However, in the above-described conventional stage device, the vibration acting on the surface plate 84 from the installation floor can be prevented by the function of the vibration isolating pad 82, but the stage 86 is moved to the left side of the drawing, for example. When the rightward reaction force acts on the surface plate 84, the vibration isolating pad 82 is compressed,
In response to the extension, the platen 84 and the laser interferometer 98 attached to one end of the platen 84 are swung. This swing acts as a disturbance that changes the distance between the stage 86 and the laser interferometer 98, and deteriorates the positioning performance of the stage 86.

In order to improve such disadvantages, recently, various active vibration isolators for actively canceling the vibration of the surface plate by driving an actuator based on the output of a displacement sensor, an acceleration sensor or the like have been developed. Have been. However, in order to reduce the influence of the movement of the stage by the swing of the surface plate by the active vibration isolator, the above-described components such as the displacement sensor, the acceleration sensor, and the actuator must be added. And the control system becomes complicated.

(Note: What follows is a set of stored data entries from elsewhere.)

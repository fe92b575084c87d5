//! The `/predict` handler.

use crate::http::{Payload, RelayRequest, RelayResponse, StatusCode};
use crate::proxy::Upstream;
use std::sync::Arc;
use tracing::{debug, error, warn};

/// Body of every failed forward. Callers never see more than this.
pub const PREDICTION_ERROR: &str = "Error in making prediction";

/// Body of a rejected inbound JSON request that is not an object or array.
pub const INVALID_JSON: &str = "Invalid JSON body";

/// Forwards prediction requests to an upstream, one attempt each.
#[derive(Clone)]
pub struct PredictHandler {
    upstream: Arc<dyn Upstream>,
}

impl PredictHandler {
    pub fn new(upstream: Arc<dyn Upstream>) -> Self {
        Self { upstream }
    }

    /// Forward the request body upstream and relay the answer.
    ///
    /// A JSON body goes out byte for byte as received. On success the
    /// upstream body comes back unchanged with a 200; on any upstream
    /// failure the error is logged and the caller gets the fixed 500
    /// envelope.
    pub async fn handle_predict(&self, request: RelayRequest) -> RelayResponse {
        let body = match inbound_body(request) {
            Ok(body) => body,
            Err(response) => return response,
        };

        debug!("Forwarding {} bytes upstream", body.len());

        match self.upstream.predict(body).await {
            Ok(payload) => RelayResponse::json(payload),
            Err(e) => {
                error!("Prediction failed: {}", e);
                RelayResponse::error(StatusCode::INTERNAL_SERVER_ERROR, PREDICTION_ERROR)
            }
        }
    }
}

/// Decide what goes upstream for an inbound request.
///
/// Bodies not declared as `application/json`, and empty bodies, are sent
/// as `{}`. A declared JSON body must be an object or array; anything
/// else is answered with a 400 and never forwarded.
fn inbound_body(request: RelayRequest) -> Result<Payload, RelayResponse> {
    if !request.is_json_content_type() || request.body.is_empty() {
        return Ok(Payload::empty_object());
    }

    if !request.body.is_json_container() {
        warn!(
            "Rejecting request body that is not a JSON object or array ({} bytes)",
            request.body.len()
        );
        return Err(RelayResponse::error(StatusCode::BAD_REQUEST, INVALID_JSON));
    }

    Ok(request.body)
}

By the way, the rocking of the surface plate (anti-vibration table) accompanying the movement of the stage is performed by using an air bearing and a linear motor by a device for driving the stage using the above-described feed screw and motor. The device for driving the stage is larger. This is because in the case of the linear motor, there is no mechanical connection between the stage and the surface plate, and a larger reaction force acts on the surface plate.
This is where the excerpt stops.